Paula Gomes: “Não tenho interesse em filmar sem me envolver”

Um simples telefonema deu início ao que se tornaria o primeiro longa-metragem da diretora baiana Paula Gomes. Do outro lado da linha estava Jonas Laborda, um adolescente que ela conhecera muitos anos antes durante uma pesquisa sobre circos, e cuja família tinha deixado as apresentações para tentar uma vida melhor. Ao telefone, Jonas contava que agora era dono de seu próprio circo, e convidava a diretora para um espetáculo. Local do show: o quintal de sua casa.

“Quando encontrei aquele quintal, com tudo que tinha restado do circo da família, aquelas arquibancadas velhas, pedaço de lona…quando vi aquele cenário já senti que ali tinha um filme”, contou Paula, em entrevista ao Mulher no Cinema.

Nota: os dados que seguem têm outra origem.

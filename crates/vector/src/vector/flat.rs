// Copyright (c) reifydb.com 2025
// This file is licensed under the AGPL-3.0-or-later, see license.md file

use super::data::{NativeType, VectorData};
use crate::error::diagnostic::evaluate::type_mismatch;
use crate::util::BitVec;
use crate::value::{Type, Value};
use serde::{Deserialize, Serialize};

/// Dense values plus an optional null bitmap (bit set = null at that row).
#[derive(Debug, Clone, PartialEq, Serialize, Deserialize)]
pub struct FlatVector {
    ty: Type,
    data: VectorData,
    nulls: Option<BitVec>,
}

impl FlatVector {
    pub fn new(ty: Type, data: VectorData, nulls: Option<BitVec>) -> Self {
        debug_assert_eq!(ty.physical(), data.physical());
        if let Some(nulls) = &nulls {
            debug_assert_eq!(nulls.len(), data.len());
        }
        Self { ty, data, nulls }
    }

    /// A vector of 'len' default values, no nulls.
    pub fn with_size(ty: Type, len: usize) -> Self {
        Self { ty, data: VectorData::filled(ty.physical(), len), nulls: None }
    }

    /// Builds a flat vector from natives of the matching physical kind.
    pub fn from_values<T: NativeType>(ty: Type, values: Vec<T>) -> crate::Result<Self> {
        let mut data = VectorData::filled(ty.physical(), 0);
        match T::data_mut(&mut data) {
            Some(buffer) => buffer.extend(values),
            None => crate::return_error!(type_mismatch(ty, ty)),
        }
        Ok(Self { ty, data, nulls: None })
    }

    /// Builds a Utf8 flat vector; strings have no native carrier.
    pub fn from_strings(values: Vec<String>) -> Self {
        Self { ty: Type::Utf8, data: VectorData::Utf8(values.into()), nulls: None }
    }

    /// Builds a flat vector where None entries become nulls.
    pub fn from_options<T: NativeType + Default>(
        ty: Type,
        values: Vec<Option<T>>,
    ) -> crate::Result<Self> {
        let nulls = BitVec::from_fn(values.len(), |i| values[i].is_none());
        let natives: Vec<T> = values.into_iter().map(|v| v.unwrap_or_default()).collect();
        let mut vector = Self::from_values(ty, natives)?;
        vector.nulls = if nulls.any() { Some(nulls) } else { None };
        Ok(vector)
    }

    pub fn vector_type(&self) -> Type {
        self.ty
    }

    pub(crate) fn set_type(&mut self, ty: Type) {
        debug_assert_eq!(ty.physical(), self.data.physical());
        self.ty = ty;
    }

    pub fn len(&self) -> usize {
        self.data.len()
    }

    pub fn is_empty(&self) -> bool {
        self.data.is_empty()
    }

    pub fn data(&self) -> &VectorData {
        &self.data
    }

    pub fn nulls(&self) -> Option<&BitVec> {
        self.nulls.as_ref()
    }

    pub fn has_nulls(&self) -> bool {
        self.nulls.as_ref().map(|nulls| nulls.any()).unwrap_or(false)
    }

    pub fn is_null(&self, row: usize) -> bool {
        self.nulls.as_ref().map(|nulls| nulls.get(row)).unwrap_or(false)
    }

    pub fn set_null(&mut self, row: usize, null: bool) {
        match (&mut self.nulls, null) {
            (Some(nulls), _) => nulls.set(row, null),
            (slot @ None, true) => {
                let mut nulls = BitVec::repeat(self.data.len(), false);
                nulls.set(row, true);
                *slot = Some(nulls);
            }
            (None, false) => {}
        }
    }

    /// The native at 'row'. The caller has validated the physical kind; a
    /// mismatch is an invariant violation.
    pub fn value<T: NativeType>(&self, row: usize) -> T {
        let data = T::data(&self.data);
        debug_assert!(data.is_some(), "flat vector physical kind mismatch");
        data.map(|buffer| buffer[row]).unwrap_or_else(|| unreachable!())
    }

    pub fn set_value<T: NativeType>(&mut self, row: usize, value: T) {
        let data = T::data_mut(&mut self.data);
        debug_assert!(data.is_some(), "flat vector physical kind mismatch");
        if let Some(buffer) = data {
            buffer.make_mut()[row] = value;
        }
    }

    pub fn utf8(&self, row: usize) -> &str {
        match &self.data {
            VectorData::Utf8(v) => v[row].as_str(),
            _ => unreachable!("flat vector physical kind mismatch"),
        }
    }

    pub fn set_utf8(&mut self, row: usize, value: String) {
        match &mut self.data {
            VectorData::Utf8(v) => v.make_mut()[row] = value,
            _ => unreachable!("flat vector physical kind mismatch"),
        }
    }

    /// The scalar at 'row' as an owned value; Undefined when null.
    pub fn scalar(&self, row: usize) -> Value {
        if self.is_null(row) {
            return Value::Undefined;
        }
        match &self.data {
            VectorData::Bool(v) => Value::Bool(v[row]),
            VectorData::Int1(v) => Value::Int1(v[row]),
            VectorData::Int2(v) => Value::Int2(v[row]),
            VectorData::Int4(v) => Value::Int4(v[row]),
            VectorData::Int8(v) => {
                if self.ty.is_decimal() {
                    Value::Decimal(v[row] as i128)
                } else {
                    Value::Int8(v[row])
                }
            }
            VectorData::Int16(v) => {
                if self.ty.is_decimal() {
                    Value::Decimal(v[row])
                } else {
                    Value::Int16(v[row])
                }
            }
            VectorData::Float4(v) => Value::Float4(v[row]),
            VectorData::Float8(v) => Value::Float8(v[row]),
            VectorData::Utf8(v) => Value::Utf8(v[row].clone()),
        }
    }

    /// Writes a scalar at 'row'; Undefined sets the null bit.
    pub fn set_scalar(&mut self, row: usize, value: Value) {
        match value {
            Value::Undefined => {
                self.set_null(row, true);
                return;
            }
            Value::Bool(v) => self.set_value(row, v),
            Value::Int1(v) => self.set_value(row, v),
            Value::Int2(v) => self.set_value(row, v),
            Value::Int4(v) => self.set_value(row, v),
            Value::Int8(v) => self.set_value(row, v),
            Value::Int16(v) => self.set_value(row, v),
            Value::Float4(v) => self.set_value(row, v),
            Value::Float8(v) => self.set_value(row, v),
            Value::Utf8(v) => self.set_utf8(row, v),
            Value::Decimal(v) => match &mut self.data {
                VectorData::Int8(buffer) => buffer.make_mut()[row] = v as i64,
                VectorData::Int16(buffer) => buffer.make_mut()[row] = v,
                _ => unreachable!("flat vector physical kind mismatch"),
            },
        }
        self.set_null(row, false);
    }

    /// Grows or shrinks to 'len' rows; new rows are non-null defaults.
    pub fn resize(&mut self, len: usize) {
        self.data.resize(len);
        if let Some(nulls) = &mut self.nulls {
            nulls.resize(len, false);
        }
    }

    /// Drops the null bitmap entirely.
    pub fn clear_nulls(&mut self) {
        self.nulls = None;
    }
}

#[cfg(test)]
mod tests {
    mod construction {
        use crate::value::Type;
        use crate::vector::FlatVector;

        #[test]
        fn test_from_values() {
            let v = FlatVector::from_values(Type::Int8, vec![1i64, 2, 3]).unwrap();
            assert_eq!(v.len(), 3);
            assert_eq!(v.value::<i64>(1), 2);
            assert!(!v.has_nulls());
        }

        #[test]
        fn test_from_values_kind_mismatch() {
            assert!(FlatVector::from_values(Type::Int8, vec![true, false]).is_err());
        }

        #[test]
        fn test_from_options() {
            let v = FlatVector::from_options(Type::Int8, vec![Some(1i64), None, Some(3)]).unwrap();
            assert!(!v.is_null(0));
            assert!(v.is_null(1));
            assert_eq!(v.value::<i64>(2), 3);
        }

        #[test]
        fn test_decimal_storage() {
            let ty = Type::decimal(10, 2).unwrap();
            let v = FlatVector::from_values(ty, vec![12345i64]).unwrap();
            assert_eq!(v.value::<i64>(0), 12345);
        }
    }

    mod nulls {
        use crate::value::Type;
        use crate::vector::FlatVector;

        #[test]
        fn test_set_null_allocates_bitmap() {
            let mut v = FlatVector::with_size(Type::Bool, 4);
            assert!(!v.has_nulls());
            v.set_null(2, true);
            assert!(v.is_null(2));
            assert!(!v.is_null(1));
        }

        #[test]
        fn test_set_null_false_without_bitmap() {
            let mut v = FlatVector::with_size(Type::Bool, 4);
            v.set_null(2, false);
            assert!(!v.has_nulls());
        }
    }

    mod scalar {
        use crate::value::{Type, Value};
        use crate::vector::FlatVector;

        #[test]
        fn test_roundtrip() {
            let mut v = FlatVector::with_size(Type::Int8, 2);
            v.set_scalar(0, Value::Int8(7));
            v.set_scalar(1, Value::Undefined);
            assert_eq!(v.scalar(0), Value::Int8(7));
            assert_eq!(v.scalar(1), Value::Undefined);
        }

        #[test]
        fn test_set_scalar_clears_null() {
            let mut v = FlatVector::with_size(Type::Int8, 1);
            v.set_null(0, true);
            v.set_scalar(0, Value::Int8(5));
            assert!(!v.is_null(0));
        }

        #[test]
        fn test_decimal_scalar() {
            let ty = Type::decimal(10, 2).unwrap();
            let mut v = FlatVector::with_size(ty, 1);
            v.set_scalar(0, Value::Decimal(123));
            assert_eq!(v.scalar(0), Value::Decimal(123));
        }
    }
}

O resultado deste encontro é Jonas e o Circo Sem Lona, documentário que está em cartaz nos cinemas brasileiros e já foi exibido em 20 países. Rodado ao longo de dois anos, o filme acompanha a persistência de Jonas em dar continuidade ao sonho de trabalhar no circo, treinando os amigos e criando espetáculos para os vizinhos na Região Metropolitana de Salvador. Retrata, também, os desafios da educação pública no Brasil: enquanto a mãe de Jonas vê os estudos como a grande oportunidade, o filho se sente desestimulado por uma escola que não atende ou incentiva seus principais interesses.

Ao contar essa história, a sensibilidade da diretora transborda para a tela: em muitos momentos, ela é conselheira de Jonas, confidente da mãe e parte da rotina da casa da família. Na entrevista a seguir, feita por telefone, Paula relembra os bastidores das filmagens e conta como foi fazer um documentário estando tão envolvida com os personagens retratados. Aos curiosos, ela também revela o que aconteceu com Jonas, que no começo das filmagens tinha 13 anos e, agora, tem 19.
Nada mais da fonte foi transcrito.